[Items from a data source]
# # # # # # #

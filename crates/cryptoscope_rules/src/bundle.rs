//! Bundle trait for rule definitions.

use crate::rule::RuleDef;

/// A group of detection rules for one Go package family.
///
/// `rules` returns the entry rules only. Rules reachable solely through
/// chaining (cipher modes behind `aes.NewCipher`, curves behind
/// `ecdsa.GenerateKey`) are referenced from the entry rules' dependents.
pub trait Bundle: Send + Sync {
    /// Returns the unique identifier for this bundle (e.g. `"aes"`).
    fn id(&self) -> &'static str;

    /// Returns the human-readable display name (e.g. `"crypto/aes"`).
    fn name(&self) -> &'static str;

    /// Returns the entry rules this bundle contributes.
    fn rules(&self) -> &'static [&'static RuleDef];
}

/// Generates a `Bundle` implementation for a static list of entry rules.
///
/// Creates a unit struct, implements `Bundle` for it, and emits basic tests
/// asserting the bundle has rules and every rule is well-formed enough to
/// be compiled.
#[macro_export]
macro_rules! declare_bundle {
    (
        $struct_name:ident,
        id: $id:expr,
        name: $display_name:expr,
        rules: [$($rule:expr),+ $(,)?] $(,)?
    ) => {
        static ENTRY_RULES: &[&$crate::RuleDef] = &[$($rule),+];

        #[doc = concat!("Detection rule bundle for `", $display_name, "`.")]
        #[derive(Debug)]
        pub struct $struct_name;

        impl $crate::Bundle for $struct_name {
            fn id(&self) -> &'static str {
                $id
            }

            fn name(&self) -> &'static str {
                $display_name
            }

            fn rules(&self) -> &'static [&'static $crate::RuleDef] {
                ENTRY_RULES
            }
        }

        #[cfg(test)]
        mod bundle_tests {
            use $crate::Bundle as _;

            use super::*;

            #[test]
            fn bundle_has_rules() {
                assert!(!$struct_name.rules().is_empty());
            }

            #[test]
            fn all_rules_name_methods() {
                for rule in $struct_name.rules() {
                    assert!(!rule.methods.is_empty(), "{} has no methods", rule.id);
                }
            }

            #[test]
            fn all_rules_carry_value_or_parameters() {
                for rule in $struct_name.rules() {
                    assert!(
                        rule.value != $crate::ValueDef::None || !rule.parameters.is_empty(),
                        "{} has neither value nor parameters",
                        rule.id
                    );
                }
            }
        }
    };
}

# # # # # # #

* **Work request**
Within the records, filter for lines that contain the word "RuleDef" and show each one.

* **Answer below**
use crate::rule::RuleDef;
    fn rules(&self) -> &'static [&'static RuleDef];
        static ENTRY_RULES: &[&$crate::RuleDef] = &[$($rule),+];
            fn rules(&self) -> &'static [&'static $crate::RuleDef] {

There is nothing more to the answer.